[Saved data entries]

....................

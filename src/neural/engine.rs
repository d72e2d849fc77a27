//! Inference engine adapter
//!
//! Wraps a [`SequenceModel`] together with the input arity it was loaded
//! with, and owns the reset / pre-roll protocol that has to run before the
//! first real block.

use std::fmt;

use log::debug;

use super::model::SequenceModel;
use crate::error::LoadError;

/// Largest input frame a model can take
pub const MAX_INPUT_ARITY: usize = 3;

/// Number of scalar inputs per time step
#[derive(Debug, Clone, Copy, PartialEq, Eq, Hash)]
pub enum InputArity {
    /// Audio sample only (snapshot model)
    Mono,
    /// Audio sample plus one control parameter
    Conditioned,
    /// Audio sample plus two control parameters
    DualConditioned,
}

impl InputArity {
    /// Map an input width to an arity, rejecting anything outside 1..=3
    pub fn from_size(size: usize) -> Result<Self, LoadError> {
        match size {
            1 => Ok(InputArity::Mono),
            2 => Ok(InputArity::Conditioned),
            3 => Ok(InputArity::DualConditioned),
            other => Err(LoadError::UnsupportedArity { arity: other }),
        }
    }

    /// Frame width for this arity
    pub fn size(self) -> usize {
        match self {
            InputArity::Mono => 1,
            InputArity::Conditioned => 2,
            InputArity::DualConditioned => 3,
        }
    }
}

impl fmt::Display for InputArity {
    fn fmt(&self, f: &mut fmt::Formatter<'_>) -> fmt::Result {
        write!(f, "{}", self.size())
    }
}

/// Owns a model and drives it one frame at a time
pub struct InferenceEngine {
    model: Box<dyn SequenceModel>,
    arity: InputArity,
}

impl InferenceEngine {
    /// Pair a model with the arity its descriptor declared
    pub fn new(model: Box<dyn SequenceModel>, arity: InputArity) -> Result<Self, LoadError> {
        if model.input_size() != arity.size() {
            return Err(LoadError::ShapeMismatch {
                index: 0,
                expected: arity.size(),
                found: model.input_size(),
            });
        }
        Ok(Self { model, arity })
    }

    pub fn arity(&self) -> InputArity {
        self.arity
    }

    /// Clear the model state
    pub fn reset(&mut self) {
        self.model.reset();
    }

    /// Drive `samples` all-zero frames through the model
    ///
    /// Lets running statistics settle before real audio arrives. Runs once
    /// after `reset`, never per block.
    pub fn preroll(&mut self, samples: usize) {
        let frame = [0.0f32; MAX_INPUT_ARITY];
        let width = self.arity.size();
        for _ in 0..samples {
            self.model.forward(&frame[..width]);
        }
        debug!("Pre-rolled model with {} zero samples", samples);
    }

    /// Reset followed by pre-roll
    pub fn warm_up(&mut self, preroll_samples: usize) {
        self.reset();
        self.preroll(preroll_samples);
    }

    /// Advance by exactly one sample
    #[inline]
    pub fn forward(&mut self, frame: &[f32]) -> f32 {
        debug_assert_eq!(frame.len(), self.arity.size());
        self.model.forward(frame)
    }
}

....................

**PROBLEM**
From the line holding "let width = self.arity.size();" through the final line of the data above, copy every line exactly as written. Include nothing else.

**EXERCISE RESULT**
        let width = self.arity.size();
        for _ in 0..samples {
            self.model.forward(&frame[..width]);
        }
        debug!("Pre-rolled model with {} zero samples", samples);
    }

    /// Reset followed by pre-roll
    pub fn warm_up(&mut self, preroll_samples: usize) {
        self.reset();
        self.preroll(preroll_samples);
    }

    /// Advance by exactly one sample
    #[inline]
    pub fn forward(&mut self, frame: &[f32]) -> f32 {
        debug_assert_eq!(frame.len(), self.arity.size());
        self.model.forward(frame)
    }
}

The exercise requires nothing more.